Uma delas, Júlia, ganhou ainda mais destaque durante a programação internacional. De acordo com Featherstone, depois do segundo dia de atividades, a brasileira foi escolhida para ser capitã da Seleção das Américas.
A convocação e a escolha para a função de liderança são vistas como mais um indicativo da qualidade técnica e do reconhecimento conquistado pelas atletas brasileiras no ambiente internacional.
Para o CEO do Cricket Brasil, esses resultados não aparecem de maneira isolada. Eles são consequência do trabalho realizado na formação e no desenvolvimento dos jogadores. “Depois de um grande trabalho que está sendo feito aqui na sede, nós sabemos que as novidades e os bons resultados vão chegar”, afirmou.
Cricket entra em nova fase com ciclo olímpico
Além dos resultados esportivos, o cricket brasileiro atravessa um período considerado estratégico por causa da inserção da modalidade no ciclo olímpico.
Featherstone avalia que o reconhecimento do cricket como esporte olímpico ampliou significativamente a visibilidade da modalidade no Brasil e criou novas perspectivas de desenvolvimento.

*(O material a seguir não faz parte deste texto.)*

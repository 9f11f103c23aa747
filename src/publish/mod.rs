//! Bundle assembly and publication.
//!
//! A published bundle is an OCI image index at `<destination>/<name>:<version>`
//! with one entry per architecture. Each entry points at a root manifest
//! whose layers are, in order:
//!
//! 1. one manifest descriptor per package, in bundle order
//! 2. the bundle metadata (`bundle.yaml`)
//! 3. the detached signature (`bundle.yaml.sig`), only for signed bundles

use serde::{Deserialize, Serialize};
use std::path::Path;
use tracing::{debug, info};

use crate::bundle::{Bundle, BuildData, Metadata, Package};
use crate::constants::{annotation, filename, media_type, platform::MULTI_OS, OCI_VERSION};
use crate::error::{Error, Result};
use crate::manifest::{image_manifest, Annotations, OciDescriptor, Platform, Titled};
use crate::reference::{ensure_oci_prefix, reference_from_metadata};
use crate::registry::{Connector, Remote};

mod index;
mod package;

pub use index::{get_index, update_index};
pub use package::{CopyPublisher, PackagePublisher, Position, PushContext};


/// Detached signature over the bundle metadata
#[derive(Debug, Clone, PartialEq, Eq)]
pub enum Signature {
    Unsigned,
    Signed(Vec<u8>),
}

impl From<Vec<u8>> for Signature {
    fn from(bytes: Vec<u8>) -> Self {
        if bytes.is_empty() {
            Signature::Unsigned
        } else {
            Signature::Signed(bytes)
        }
    }
}

impl Signature {
    pub fn load(path: Option<&Path>) -> Result<Self> {
        match path {
            Some(path) => std::fs::read(path)
                .map(Signature::from)
                .map_err(|source| Error::FileRead {
                    path: path.to_path_buf(),
                    source,
                }),
            None => Ok(Signature::Unsigned),
        }
    }
}

/// Config blob of a bundle root manifest
#[derive(Debug, Clone, PartialEq, Serialize, Deserialize)]
pub struct BundleConfig {
    pub architecture: String,
    #[serde(rename = "ociVersion")]
    pub oci_version: String,
    #[serde(default)]
    pub annotations: Annotations,
}

impl BundleConfig {
    pub fn new(metadata: &Metadata, build: &BuildData) -> Self {
        let architecture = if build.architecture.is_empty() {
            metadata.architecture.clone()
        } else {
            build.architecture.clone()
        };
        let mut annotations = Annotations::new();
        annotations.insert(annotation::TITLE.to_string(), metadata.name.clone());
        annotations.insert(
            annotation::DESCRIPTION.to_string(),
            metadata.description.clone(),
        );
        Self {
            architecture,
            oci_version: OCI_VERSION.to_string(),
            annotations,
        }
    }

    pub fn name(&self) -> Option<&str> {
        self.annotations.get(annotation::TITLE).map(String::as_str)
    }
}

/// Root manifest annotations shown by registry UIs
pub fn manifest_annotations(metadata: &Metadata) -> Annotations {
    let mut annotations = Annotations::new();
    annotations.insert(annotation::TITLE.to_string(), metadata.name.clone());
    annotations.insert(annotation::VERSION.to_string(), metadata.version.clone());
    annotations.insert(
        annotation::DESCRIPTION.to_string(),
        metadata.description.clone(),
    );

    let optional = [
        (annotation::URL, &metadata.url),
        (annotation::AUTHORS, &metadata.authors),
        (annotation::DOCUMENTATION, &metadata.documentation),
        (annotation::SOURCE, &metadata.source),
        (annotation::VENDOR, &metadata.vendor),
    ];
    for (key, value) in optional {
        if !value.is_empty() {
            annotations.insert(key.to_string(), value.clone());
        }
    }
    annotations
}

/// Publishes bundles through a registry connector, delegating each package
/// to a [`PackagePublisher`].
pub struct Publisher<C, P> {
    connector: C,
    packages: P,
}

impl<C> Publisher<C, CopyPublisher>
where
    C: Connector,
{
    pub fn new(connector: C) -> Self {
        Self::with_package_publisher(connector, CopyPublisher)
    }
}

impl<C, P> Publisher<C, P>
where
    C: Connector,
    P: PackagePublisher<C::Remote>,
{
    pub fn with_package_publisher(connector: C, packages: P) -> Self {
        Self {
            connector,
            packages,
        }
    }

    /// Publish `bundle` under `output` (a registry location, with or without
    /// the `oci://` scheme).
    ///
    /// Nothing manifest-level is written unless every package publishes:
    /// the root manifest and index are pushed last. Blobs pushed before a
    /// failure stay in the registry.
    pub async fn publish(&self, bundle: &Bundle, output: &str, signature: Signature) -> Result<()> {
        let metadata = &bundle.metadata;
        if metadata.architecture.is_empty() {
            return Err(Error::MissingArchitecture);
        }

        let output = ensure_oci_prefix(output);
        let reference = reference_from_metadata(&output, metadata)?;
        let platform = Platform::new(&metadata.architecture, MULTI_OS);
        let destination = self.connector.connect(&reference.whole(), &platform)?;
        debug!("Bundling {} to {}", metadata.name, destination.reference());

        let mut layers = self.publish_packages(bundle, &destination).await?;

        let bundle_yaml = push_titled_layer(&destination, bundle.to_yaml()?, filename::BUNDLE_YAML)
            .await?;
        debug!("Pushed {}: {:?}", filename::BUNDLE_YAML, bundle_yaml);
        layers.push(bundle_yaml);

        if let Signature::Signed(bytes) = signature {
            let signature = push_titled_layer(&destination, bytes, filename::BUNDLE_YAML_SIGNATURE)
                .await?;
            debug!("Pushed {}: {:?}", filename::BUNDLE_YAML_SIGNATURE, signature);
            layers.push(signature);
        }

        let config = push_config(&destination, metadata, &bundle.build).await?;
        debug!("Pushed config: {:?}", config);

        let index = get_index(&destination).await?;

        let mut root = image_manifest(config, layers);
        root.annotations = Some(manifest_annotations(metadata).into_iter().collect());
        let root_descriptor = destination
            .push_manifest(serde_json::to_vec(&root)?, media_type::OCI_MANIFEST)
            .await?;
        debug!("Pushed root manifest: {:?}", root_descriptor);

        update_index(index, &destination, bundle, &root_descriptor).await?;

        info!(
            "Published {} ({}) to {}",
            metadata.name,
            platform,
            destination.reference()
        );
        Ok(())
    }

    /// Run fetch -> publish -> collect for every package, in bundle order.
    ///
    /// The returned descriptors are in declaration order; the first failure
    /// stops the loop.
    async fn publish_packages(
        &self,
        bundle: &Bundle,
        destination: &C::Remote,
    ) -> Result<Vec<OciDescriptor>> {
        let total = bundle.packages.len();
        let mut descriptors = Vec::with_capacity(total);

        for (index, package) in bundle.packages.iter().enumerate() {
            let position = Position { index, total };
            let descriptor = self
                .publish_package(bundle, package, destination, position)
                .await?;
            descriptors.push(descriptor);
        }

        Ok(descriptors)
    }

    async fn publish_package(
        &self,
        bundle: &Bundle,
        package: &Package,
        destination: &C::Remote,
        position: Position,
    ) -> Result<OciDescriptor> {
        let source = self
            .connector
            .connect(&package.source_reference(), destination.platform())?;
        let root_manifest = source.fetch_root().await?;

        let ctx = PushContext {
            bundle,
            destination,
            source: &source,
            root_manifest: &root_manifest,
            position,
        };
        self.packages.publish(package, ctx).await
    }
}

async fn push_titled_layer<R: Remote>(
    remote: &R,
    data: Vec<u8>,
    title: &str,
) -> Result<OciDescriptor> {
    let descriptor = remote.push_layer(data, media_type::LAYER_BLOB).await?;
    Ok(descriptor.with_title(title))
}

async fn push_config<R: Remote>(
    remote: &R,
    metadata: &Metadata,
    build: &BuildData,
) -> Result<OciDescriptor> {
    let config = BundleConfig::new(metadata, build);
    let body = serde_json::to_vec(&config)?;
    remote.push_layer(body, media_type::CONFIG).await
}
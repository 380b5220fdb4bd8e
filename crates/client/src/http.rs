//! HTTP plumbing shared by the search clients.

use std::time::Duration;

use reqwest::{Client, Response};
use serde::de::DeserializeOwned;

use crate::error::SearchError;

/// Build a reqwest client with the given timeout and user agent.
pub(crate) fn build_client(timeout: Duration, user_agent: &str) -> Result<Client, SearchError> {
    Client::builder()
        .user_agent(user_agent)
        .timeout(timeout)
        .use_rustls_tls()
        .gzip(true)
        .brotli(true)
        .deflate(true)
        .build()
        .map_err(SearchError::from)
}

/// Join a base URL and an endpoint path without doubling slashes.
pub(crate) fn endpoint(base_url: &str, path: &str) -> String {
    format!("{}/{}", base_url.trim_end_matches('/'), path.trim_start_matches('/'))
}

/// Check the status of a response and decode its JSON body.
///
/// 401/403 map to `AuthError`, 429 to `RateLimited`, and any other non-2xx
/// status to `HttpError` carrying the upstream message when one is present.
pub(crate) async fn decode_json<T: DeserializeOwned>(response: Response) -> Result<T, SearchError> {
    let status = response.status();
    tracing::debug!("response status: {}", status);

    if status == 401 || status == 403 {
        return Err(SearchError::AuthError);
    }

    if status == 429 {
        return Err(SearchError::RateLimited);
    }

    let bytes = response.bytes().await?;

    if !status.is_success() {
        return Err(SearchError::HttpError { status: status.as_u16(), message: error_message(&bytes) });
    }

    Ok(serde_json::from_slice(&bytes)?)
}

/// Pull a human-readable message out of an error body.
///
/// Understands `{"error": {"message": ".."}}` and `{"error": ".."}`.
fn error_message(body: &[u8]) -> Option<String> {
    let value: serde_json::Value = serde_json::from_slice(body).ok()?;
    let error = value.get("error")?;

    error
        .get("message")
        .and_then(|m| m.as_str())
        .or_else(|| error.as_str())
        .map(str::to_string)
}

#[cfg(test)]
mod tests {
    use super::*;

    #[test]
    fn test_endpoint_join() {
        assert_eq!(endpoint("https://serpapi.com", "search"), "https://serpapi.com/search");
        assert_eq!(endpoint("https://api.openai.com/v1/", "/responses"), "https://api.openai.com/v1/responses");
    }

    #[test]
    fn test_error_message_nested() {
        let body = br#"{"error": {"message": "Incorrect API key provided", "type": "invalid_request_error"}}"#;
        assert_eq!(error_message(body).as_deref(), Some("Incorrect API key provided"));
    }

    #[test]
    fn test_error_message_flat() {
        let body = br#"{"error": "Invalid API key. Your API key should be here: https://serpapi.com/manage-api-key"}"#;
        assert!(error_message(body).unwrap().starts_with("Invalid API key"));
    }

    #[test]
    fn test_error_message_absent() {
        assert_eq!(error_message(b"<html>bad gateway</html>"), None);
        assert_eq!(error_message(br#"{"detail": "nope"}"#), None);
    }
}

Segundo ele, a mudança começou a ser percebida com maior intensidade a partir de 2024 e ganhou força em 2025. A presença do cricket no ambiente olímpico, somada à participação em competições pan-americanas e sul-americanas, aumentou a exposição da modalidade e fez com que mais pessoas passassem a conhecer o esporte no país.
O dirigente reconhece que o cricket brasileiro ainda possui uma estrutura pequena quando comparada à de países onde a modalidade está consolidada, mas lembra que o crescimento vem ocorrendo de maneira contínua desde 2009.
A expectativa é de que a estreia olímpica do cricket provoque uma nova expansão, tanto em visibilidade quanto em número de praticantes.
Objetivo brasileiro está projetado para 2032
Apesar da evolução recente, Matt Featherstone trabalha com uma visão de longo prazo quando o assunto é a participação brasileira nos Jogos Olímpicos.
O dirigente não projeta a Seleção Brasileira na primeira edição olímpica desta nova fase da modalidade, mas acredita que o caminho passará inicialmente pelo fortalecimento da presença do país em competições sul-americanas e pan-americanas.
O planejamento aponta para 2032 como um horizonte importante. Até lá, o objetivo é continuar aumentando a base de jogadores, aprimorar a estrutura de treinamento, oferecer oportunidades internacionais e tornar as seleções brasileiras progressivamente mais competitivas. “Somos muito pequenos ainda, mas desde 2009 estamos crescendo cada vez mais. Nas primeiras Olimpíadas não teremos o time jogando, mas teremos no Pan-Americano e no Sul-Americano. Em 2032, o Brasil está dentro”, projetou Featherstone.